Stored data entries:
-=-=-

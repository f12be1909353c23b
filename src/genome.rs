//! The trainable individual: a flat weight vector plus its fitness bookkeeping.
//!
//! A genome knows nothing about the network it is decoded into, only the length of its weight
//! vector. See [crate::network::Structure::weight_count] for the contract between the two.

use crate::{
    constants::RUNCATCH_RECORD_DELIMITER,
    error::{Error, Result},
};
use core::{fmt, str::FromStr};
use rand::RngCore;
use rand_distr::{Distribution, Uniform};
use std::{fs, path::Path};

#[derive(Debug, Clone, PartialEq)]
pub struct Genome {
    weights: Vec<f64>,
    /// raw score from the last round this genome played
    evaluation: f64,
    /// evaluation normalized by the population mean
    fitness: f64,
}

impl Genome {
    pub fn new(weights: Vec<f64>) -> Self {
        Self {
            weights,
            evaluation: 0.,
            fitness: 0.,
        }
    }

    /// A genome of `len` weights drawn uniformly from `[-range/2, +range/2]`
    pub fn random(len: usize, range: f64, rng: &mut impl RngCore) -> Result<Self> {
        let mut genome = Self::new(vec![0.; len]);
        genome.randomize(range, rng)?;
        Ok(genome)
    }

    #[inline]
    pub fn len(&self) -> usize {
        self.weights.len()
    }

    #[inline]
    pub fn is_empty(&self) -> bool {
        self.weights.is_empty()
    }

    #[inline]
    pub fn weights(&self) -> &[f64] {
        &self.weights
    }

    #[inline]
    pub(crate) fn weights_mut(&mut self) -> &mut [f64] {
        &mut self.weights
    }

    #[inline]
    pub fn evaluation(&self) -> f64 {
        self.evaluation
    }

    #[inline]
    pub fn fitness(&self) -> f64 {
        self.fitness
    }

    pub fn set_evaluation(&mut self, score: f64) {
        self.evaluation = score;
    }

    pub(crate) fn set_fitness(&mut self, fitness: f64) {
        self.fitness = fitness;
    }

    /// Start of a new life: forget the last round's scores
    pub fn reset(&mut self) {
        self.evaluation = 0.;
        self.fitness = 0.;
    }

    pub fn set_weight(&mut self, index: usize, value: f64) -> Result<()> {
        if !value.is_finite() {
            return Err(Error::InvalidArgument(format!(
                "weight {index} must be finite, got {value}"
            )));
        }

        let len = self.len();
        let weight = self
            .weights
            .get_mut(index)
            .ok_or(Error::IndexOutOfRange { index, len })?;
        *weight = value;
        Ok(())
    }

    /// Overwrite every weight with an independent draw from `[-range/2, +range/2]`.
    /// Nothing is touched when `range` is rejected.
    pub fn randomize(&mut self, range: f64, rng: &mut impl RngCore) -> Result<()> {
        if !(range.is_finite() && range > 0.) {
            return Err(Error::InvalidArgument(format!(
                "randomize range must be positive, got {range}"
            )));
        }

        let dist = Uniform::new_inclusive(-range / 2., range / 2.)
            .map_err(|e| Error::InvalidArgument(e.to_string()))?;
        for w in self.weights.iter_mut() {
            *w = dist.sample(rng);
        }
        Ok(())
    }

    /// An owned copy of the weights, detached from this genome
    pub fn export_vector(&self) -> Vec<f64> {
        self.weights.clone()
    }

    pub fn to_file<P: AsRef<Path>>(&self, path: P) -> Result<()> {
        fs::write(path, self.to_string())?;
        Ok(())
    }

    pub fn from_file<P: AsRef<Path>>(path: P) -> Result<Self> {
        fs::read_to_string(path)?.parse()
    }
}

/// The persisted record: weights in shortest round-trip decimal form joined by `;`
impl fmt::Display for Genome {
    fn fmt(&self, f: &mut fmt::Formatter<'_>) -> fmt::Result {
        let mut weights = self.weights.iter();
        if let Some(first) = weights.next() {
            write!(f, "{first}")?;
        }
        for w in weights {
            write!(f, "{RUNCATCH_RECORD_DELIMITER}{w}")?;
        }
        Ok(())
    }
}

impl FromStr for Genome {
    type Err = Error;

    fn from_str(record: &str) -> Result<Self> {
        let record = record.trim();
        if record.is_empty() {
            return Ok(Self::new(vec![]));
        }

        record
            .split(RUNCATCH_RECORD_DELIMITER)
            .enumerate()
            .map(|(position, token)| {
                token
                    .trim()
                    .parse::<f64>()
                    .ok()
                    .filter(|w| w.is_finite())
                    .ok_or_else(|| Error::Format {
                        position,
                        token: token.to_owned(),
                    })
            })
            .collect::<Result<Vec<_>>>()
            .map(Self::new)
    }
}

-=-=-

Given the entries above, say how many lines include the word "parse", and write nothing besides the number.

§ Written reply
2